Introduction to Shotgun Metagenomics, from Sampling to Data Analysis

What Is Shotgun Metagenomics

Metagenomics is the science that applies high-throughput sequencing technologies and bioinformatics tools to directly obtain the genetic content of a microbial community without the need to isolate and culture the individual microbial species. Metagenomics enables researches not only to study the functional gene composition of microbial communities but also to conduct evolutionary research.
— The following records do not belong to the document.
impl<S, D> CoreRent<S, D>
where
    S: RentLedgerStore,
    D: TenantDirectory,
{
    /// Construct the engine without scheduling. The generation operation
    /// stays directly callable; `init` layers the daily job on top.
    pub fn new(store: S, tenants: &Tenants<D>, config: RentConfig) -> Self {
        Self {
            store: Arc::new(store),
            tenants: tenants.clone(),
            config,
        }
    }

    pub async fn init(
        store: S,
        tenants: &Tenants<D>,
        jobs: &Jobs,
        config: RentConfig,
    ) -> Result<Self, CoreRentError> {
        let rent = Self::new(store, tenants, config);

        // Runs once at startup (generation is idempotent, so this doubles as
        // catch-up after downtime) and then reschedules itself daily.
        jobs.add_initializer_and_spawn_unique(
            GenerateRentInit::new(&rent),
            GenerateRentJobConfig::<S, D>::new(),
        )
        .await?;

        Ok(rent)
    }

    pub fn config(&self) -> &RentConfig {
        &self.config
    }

    /// Ensure every active tenant has a rent record for the current billing
    /// month, carrying forward the prior month's unsettled balance. Safe to
    /// run any number of times per day; a single tenant's failure never
    /// aborts the batch.
    #[instrument(name = "rent.generate_monthly_rent", skip(self), err)]
    pub async fn generate_monthly_rent(&self) -> Result<GenerationSummary, CoreRentError> {
        let now = crate::time::now();
        let month = BillingMonth::containing(now, self.config.billing_offset());
        let today = now.with_timezone(&self.config.billing_offset()).date_naive();

        let tenants = self.tenants.list_active().await?;
        let mut summary = GenerationSummary {
            month,
            generated: 0,
            skipped: 0,
            failed: Vec::new(),
        };
        for tenant in tenants {
            match self.generate_for_tenant(&tenant, month, today).await {
                Ok(true) => summary.generated += 1,
                Ok(false) => summary.skipped += 1,
                Err(e) => {
                    tracing::error!(
                        tenant_id = %tenant.id,
                        error = %e,
                        "rent generation failed for tenant"
                    );
                    summary.failed.push(tenant.id);
                }
            }
        }
        tracing::info!(
            month = %month,
            generated = summary.generated,
            skipped = summary.skipped,
            failed = summary.failed.len(),
            "monthly rent generation finished"
        );
        Ok(summary)
    }

    async fn generate_for_tenant(
        &self,
        tenant: &Tenant,
        month: BillingMonth,
        today: NaiveDate,
    ) -> Result<bool, CoreRentError> {
        let (record, created) = match self.store.find_for_month(tenant.id, month).await? {
            Some(record) => (record, false),
            None => {
                let carry = match self.store.find_for_month(tenant.id, month.previous()).await? {
                    Some(prior) => prior.carry_forward(),
                    None => CarryForward::default(),
                };
                match self.create_record(tenant, month, today, carry).await? {
                    Some(record) => (record, true),
                    // Lost a create race; the record exists now.
                    None => (
                        self.store
                            .find_for_month(tenant.id, month)
                            .await?
                            .ok_or(CoreRentError::RentRecordNotFound {
                                tenant_id: tenant.id,
                                month,
                            })?,
                        false,
                    ),
                }
            }
        };

        // Idempotent: a no-op for every pass after the one that posted.
        self.tenants.post_monthly_rent(tenant.id, month).await?;

        if record.status_as_of(today) == PaymentStatus::Overdue {
            self.tenants.mark_overdue(tenant.id, month).await?;
        }

        Ok(created)
    }

    async fn create_record(
        &self,
        tenant: &Tenant,
        month: BillingMonth,
        today: NaiveDate,
        carry: CarryForward,
    ) -> Result<Option<RentRecord>, CoreRentError> {
        let new_record = NewRentRecord::builder()
            .id(RentRecordId::new())
            .tenant_id(tenant.id)
            .month(month)
            .base_rent(tenant.monthly_rent)
            .previous_balance(carry.previous_balance)
            .credit_balance(carry.credit_balance)
            .due_date(due_date_for(month, today, self.config.due_day()))
            .build()
            .expect("could not build new rent record");
        match self.store.create(new_record).await {
            Ok(record) => Ok(Some(record)),
            Err(RentLedgerStoreError::DuplicateRecord { .. }) => Ok(None),
            Err(e) => Err(e.into()),
        }
    }

    /// Apply a confirmed payment to the record of the month `effective`
    /// falls in and recompute the tenant's balance and status. Callers on
    /// administrative paths see the errors; the gateway path wraps this.
    #[instrument(name = "rent.record_payment", skip(self), err)]
    pub async fn record_payment(
        &self,
        tenant_id: impl Into<TenantId> + std::fmt::Debug + Copy,
        amount: KesCents,
        effective: NaiveDate,
        reference: Option<&str>,
    ) -> Result<RentRecord, CoreRentError> {
        if amount.is_zero() {
            return Err(CoreRentError::ZeroPaymentAmount);
        }
        let tenant_id = tenant_id.into();
        let month = BillingMonth::of_date(effective);

        let (record, applied) = self
            .apply_payment_to_record(tenant_id, month, amount, effective, reference)
            .await?;
        if applied {
            self.tenants
                .apply_payment(tenant_id, month, amount, record.carried_forward_amount())
                .await?;
        }
        Ok(record)
    }

    /// Only the record mutation lives inside the retry boundary: a retried
    /// attempt reloads the record, so a payment is never applied twice.
    #[es_entity::retry_on_concurrent_modification(any_error = true)]
    async fn apply_payment_to_record(
        &self,
        tenant_id: TenantId,
        month: BillingMonth,
        amount: KesCents,
        effective: NaiveDate,
        reference: Option<&str>,
    ) -> Result<(RentRecord, bool), CoreRentError> {
        let mut record = self
            .store
            .find_for_month(tenant_id, month)
            .await?
            .ok_or_else(|| {
                tracing::warn!(
                    %tenant_id,
                    %month,
                    "payment for a month with no rent record, refusing to fabricate one"
                );
                CoreRentError::RentRecordNotFound { tenant_id, month }
            })?;

        let version = record.version();
        let applied = record
            .apply_payment(PaymentId::new(), amount, reference, effective)
            .did_execute();
        if applied {
            self.store.update(&record, version).await?;
        }
        Ok((record, applied))
    }

    /// Entry point for mobile-money confirmations. Resolves the tenant by
    /// phone suffix; anything that cannot be applied is logged and dropped
    /// so the webhook layer can always acknowledge the gateway.
    #[instrument(name = "rent.record_gateway_payment", skip(self))]
    pub async fn record_gateway_payment(
        &self,
        phone: &str,
        amount: KesCents,
        effective: NaiveDate,
        reference: Option<&str>,
    ) {
        let tenant = match self.tenants.find_by_phone(phone).await {
            Ok(Some(tenant)) => tenant,
            Ok(None) => {
                tracing::warn!(phone, "gateway payment matched no tenant, dropping");
                return;
            }
            Err(e) => {
                tracing::error!(phone, error = %e, "tenant lookup failed for gateway payment, dropping");
                return;
            }
        };
        if let Err(e) = self
            .record_payment(tenant.id, amount, effective, reference)
            .await
        {
            tracing::error!(tenant_id = %tenant.id, error = %e, "gateway payment could not be applied, dropping");
        }
    }

    /// Replace utility line items on the current month's record. Creates the
    /// record (without arrears) when invoked before the generation pass.
    #[instrument(name = "rent.update_utility_charges", skip(self), err)]
    #[es_entity::retry_on_concurrent_modification(any_error = true)]
    pub async fn update_utility_charges(
        &self,
        tenant_id: impl Into<TenantId> + std::fmt::Debug + Copy,
        update: UtilityChargesUpdate,
    ) -> Result<RentRecord, CoreRentError> {
        let tenant_id = tenant_id.into();
        let now = crate::time::now();
        let month = BillingMonth::containing(now, self.config.billing_offset());
        let today = now.with_timezone(&self.config.billing_offset()).date_naive();

        let mut record = match self.store.find_for_month(tenant_id, month).await? {
            Some(record) => record,
            None => {
                let tenant = self.tenants.find_by_id(tenant_id).await?;
                let record = match self
                    .create_record(&tenant, month, today, CarryForward::default())
                    .await?
                {
                    Some(record) => record,
                    None => self.store.find_for_month(tenant_id, month).await?.ok_or(
                        CoreRentError::RentRecordNotFound { tenant_id, month },
                    )?,
                };
                self.tenants.post_monthly_rent(tenant_id, month).await?;
                record
            }
        };

        let version = record.version();
        if record
            .update_charges(update.merged_onto(record.charges))
            .did_execute()
        {
            self.store.update(&record, version).await?;
        }
        Ok(record)
    }

    /// A tenant's rent records, most recent month first.
    #[instrument(name = "rent.history", skip(self), err)]
    pub async fn rent_history(
        &self,
        tenant_id: impl Into<TenantId> + std::fmt::Debug,
    ) -> Result<Vec<RentRecord>, CoreRentError> {
        Ok(self.store.list_for_tenant(tenant_id.into()).await?)
    }
}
Metagenomics has been used to identify novel biocatalysts or enzymes and generate novel hypotheses of microbial function, which is a powerful and practical tool. Compared to 16S/18S/ITS amplicon sequencing, metagenomics can provide more information about functional potential of microbial communities and whole-genome sequences. The rapid development and substantial cost decrease in high-throughput sequencing have dramatically promoted the development of shotgun metagenomic sequencing.
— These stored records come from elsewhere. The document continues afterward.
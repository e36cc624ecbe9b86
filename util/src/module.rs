//! Module interfaces
//!
//! Each cyclic control module in `biped_exec` shall implement the items in this module.

// ---------------------------------------------------------------------------
// MODULE STATE
// ---------------------------------------------------------------------------

/// The module's internal state.
pub trait State {
    /// Data required during initialisation
    type InitData;
    /// An error which can occur during initialisation.
    type InitError;

    /// Data required for cyclic processing.
    type InputData;
    /// Data produced by cyclic processing.
    type OutputData;
    /// A report on the status of the cyclic processing.
    type StatusReport;
    /// An error which can occur during cyclic processing.
    type ProcError;

    /// Initialise the module.
    ///
    /// # Inputs
    /// - `init_data`: The data required to build the module's internal state.
    ///
    /// # Outputs
    /// - On success `Ok(())`.
    /// - On error an `InitError` instance.
    fn init(&mut self, init_data: Self::InitData) -> Result<(), Self::InitError>;

    /// Main module processing function, called once per cycle.
    ///
    /// # Inputs
    /// - `input_data`: The data required for processing by the module.
    ///
    /// # Outputs
    /// - On success a tuple of the output data and status report.
    /// - On error a `ProcError` instance.
    fn proc(&mut self, input_data: &Self::InputData)
        -> Result<(Self::OutputData, Self::StatusReport), Self::ProcError>;
}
This article gives an overview of metagnomics, from sampling to data analysis. A typical metagenomics project involves sample preparation, sequencing, and data analysis (including assembly, binning, annotation, statistical analysis, and data submission).

Figure 1. Flowchart illustrating a standard metagenome project.Figure 1. Flow diagram of a typical metagenome project.

How Dose Shotgun Metagenomics Work

Sample preparation

Sample preparation generally involves two steps, sample collection and DNA extraction, both of which can affect quality ad accuracy of metagenomic experiments. Commercial kits are available for sample collection and DNA isolation. Its key objectives are to collect enough microbial biomass for sequencing and to minimize contamination. When working with low biomass samples, ultraclean reagents and "blank" sequencing controls should be used to minimize less "real" signals.

Library preparation and sequencing

Common high-throughput sequencing platforms include Illumina systems, Roche 454, Ion Torrent instruments, and PacBio SMRT systems.

Frey et al. (2014) assessed the ability of three next generation sequencing (NGS) platforms (Illumina MiSeq, Roche 454 Titanium, and Ion Torrent PGM) to identify a low-titer pathogen (viral or bacterial) in a clinically relevant blood sample. They found that Ion Torrent PGM and Illumina platforms perform better in identification of scarce microbial species, and for bacterial samples, only the MiSeq platform could provide reads that were unambiguously classified as originating from Bacillus anthracis.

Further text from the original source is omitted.